• **Task to complete**
Say how many lines in the records hold the word "computation", and give nothing but that number.

Stored items:
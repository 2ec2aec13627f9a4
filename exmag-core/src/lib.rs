//! Exact symbolic magnitudes for unit conversion.
//!
//! `exmag-core` represents the ratio between two measurement units as an
//! exact symbolic value instead of a floating-point number:
//!
//! - A [`Magnitude`] is a product of prime powers, named irrational
//!   constants like [`PI`], and an exact sign, with rational exponents.
//! - The algebra (multiply, divide, [`Magnitude::pow`],
//!   [`Magnitude::common`]) is exact; equal ratios always compare equal.
//! - A [`ConversionPlan`] turns the ratio between two [`UnitScale`]s into a
//!   numerically safe rescaling of a concrete value, picking the computation
//!   type and operation order so exact conversions stay exact.
//! - [`convert_point`] adds origin handling for affine scales such as
//!   temperatures.
//!
//! Most users should depend on `exmag` (the facade crate) unless they need
//! direct access to these primitives.
//!
//! # What this crate solves
//!
//! - Conversion factors that cancel symbolically: `km → m → km` is the
//!   identity, not a pair of floating-point multiplications.
//! - Integer-typed quantities that convert without silent truncation:
//!   `2000 m` is exactly `2 km` in `i64`, and `1 m → km` is an error unless
//!   truncation is requested.
//! - Irrational scale factors (π in angular units) kept symbolic until a
//!   numeric value is actually needed.
//!
//! # What this crate does not try to solve
//!
//! - A unit catalogue or dimensional analysis; collaborators supply their
//!   own [`UnitScale`] identities and dimension names.
//! - Arbitrary-precision arithmetic. Exponents are `i64` rationals and
//!   integer computation widens to `i128`; anything beyond that reports
//!   overflow.
//! - Non-multiplicative combinations of irrational constants (`π + 2` has
//!   no magnitude).
//!
//! # Quick start
//!
//! ```rust
//! use exmag_core::{convert, Magnitude, Policy, UnitScale};
//!
//! let m = UnitScale::new("length", "m", Magnitude::ONE);
//! let km = UnitScale::new("length", "km", Magnitude::from_integer(1000)?);
//!
//! let distance: i64 = convert(2000, &m, &km, Policy::Forbid)?;
//! assert_eq!(distance, 2);
//! # Ok::<(), Box<dyn std::error::Error>>(())
//! ```
//!
//! # `no_std`
//!
//! Disable default features to build `exmag-core` without `std`:
//!
//! ```toml
//! [dependencies]
//! exmag-core = { version = "0.1.0", default-features = false }
//! ```
//!
//! The crate still requires `alloc`. When `std` is disabled, floating-point
//! math that isn't available in `core` is provided via `libm`.
//!
//! # Feature flags
//!
//! - `std` (default): enables `std` support.
//! - `serde`: enables serialization for [`Ratio`], [`Base`], [`Factor`] and
//!   [`Magnitude`].
//!
//! # Panics and errors
//!
//! Fallible operations return [`MagnitudeError`] or [`ConversionError`].
//! The only panicking constructor is [`Ratio::new`] with a zero
//! denominator, which is a programmer error rather than a data error.
//!
//! # SemVer and stability
//!
//! This crate is currently `0.x`. Expect breaking changes between minor
//! versions until `1.0`.

#![deny(missing_docs)]
#![cfg_attr(not(feature = "std"), no_std)]
#![forbid(unsafe_code)]

extern crate alloc;

#[cfg(not(feature = "std"))]
extern crate libm;

// ─────────────────────────────────────────────────────────────────────────────
// Core modules
// ─────────────────────────────────────────────────────────────────────────────

mod affine;
mod base;
mod convert;
mod error;
mod magnitude;
mod prime;
mod proptests;
mod ratio;
mod repr;
mod symbol;

// ─────────────────────────────────────────────────────────────────────────────
// Public re-exports of core types
// ─────────────────────────────────────────────────────────────────────────────

pub use affine::{convert_point, Anchor};
pub use base::{Base, MagConstant, PI};
pub use convert::{convert, ConversionPlan, Policy, UnitScale};
pub use error::{ConversionError, MagnitudeError};
pub use magnitude::{Factor, Magnitude};
pub use ratio::Ratio;
pub use repr::Scalar;
pub use symbol::{magnitude_symbol, CharSet};

#[cfg(test)]
mod tests {
    use super::*;

    // ─────────────────────────────────────────────────────────────────────────
    // Cross-module smoke tests; details live next to each module.
    // ─────────────────────────────────────────────────────────────────────────

    #[test]
    fn kilometre_round_trip_is_the_identity() {
        let m = UnitScale::new("length", "m", Magnitude::ONE);
        let km = UnitScale::new("length", "km", Magnitude::from_integer(1000).unwrap());

        let there: i64 = convert(7, &km, &m, Policy::Forbid).unwrap();
        let back: i64 = convert(there, &m, &km, Policy::Forbid).unwrap();
        assert_eq!(back, 7);

        // The symbolic ratio cancels exactly.
        let ratio = &km.magnitude / &m.magnitude;
        assert_eq!(&ratio * &ratio.inverse(), Magnitude::ONE);
    }

    #[test]
    fn pi_stays_symbolic_until_evaluated() {
        let rad = UnitScale::new("angle", "rad", Magnitude::ONE);
        let deg = UnitScale::new(
            "angle",
            "°",
            &Magnitude::from_constant(PI) * &Magnitude::from_ratio(1, 180).unwrap(),
        );

        // deg -> rad -> deg cancels π without ever computing it.
        let plan = ConversionPlan::new(&deg, &rad, Policy::Forbid).unwrap();
        let back = ConversionPlan::new(&rad, &deg, Policy::Forbid).unwrap();
        assert_eq!(plan.ratio() * back.ratio(), Magnitude::ONE);

        let v: f64 = plan.apply(180.0f64).unwrap();
        approx::assert_relative_eq!(v, core::f64::consts::PI);
    }

    #[test]
    fn rendering_matches_the_algebra() {
        let deg_mag = &Magnitude::from_constant(PI) * &Magnitude::from_ratio(1, 180).unwrap();
        assert_eq!(magnitude_symbol(&deg_mag, CharSet::Unicode), "π/180");
        assert_eq!(magnitude_symbol(&deg_mag, CharSet::Ascii), "pi/180");
    }

    #[cfg(feature = "serde")]
    mod serde_tests {
        use super::*;

        #[test]
        fn ratio_round_trips_through_json() {
            let r = Ratio::new(-3, 4);
            let json = serde_json::to_string(&r).unwrap();
            let back: Ratio = serde_json::from_str(&json).unwrap();
            assert_eq!(back, r);
        }

        #[test]
        fn ratio_rejects_zero_denominator() {
            let result: Result<Ratio, _> = serde_json::from_str(r#"{"num":1,"den":0}"#);
            assert!(result.is_err());
        }

        #[test]
        fn magnitude_serializes_its_factors() {
            let m = Magnitude::from_ratio(-3, 4).unwrap();
            let json = serde_json::to_string(&m).unwrap();
            assert!(json.contains("Sentinel"));
            assert!(json.contains("Prime"));
        }
    }
}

• **Answer below**
2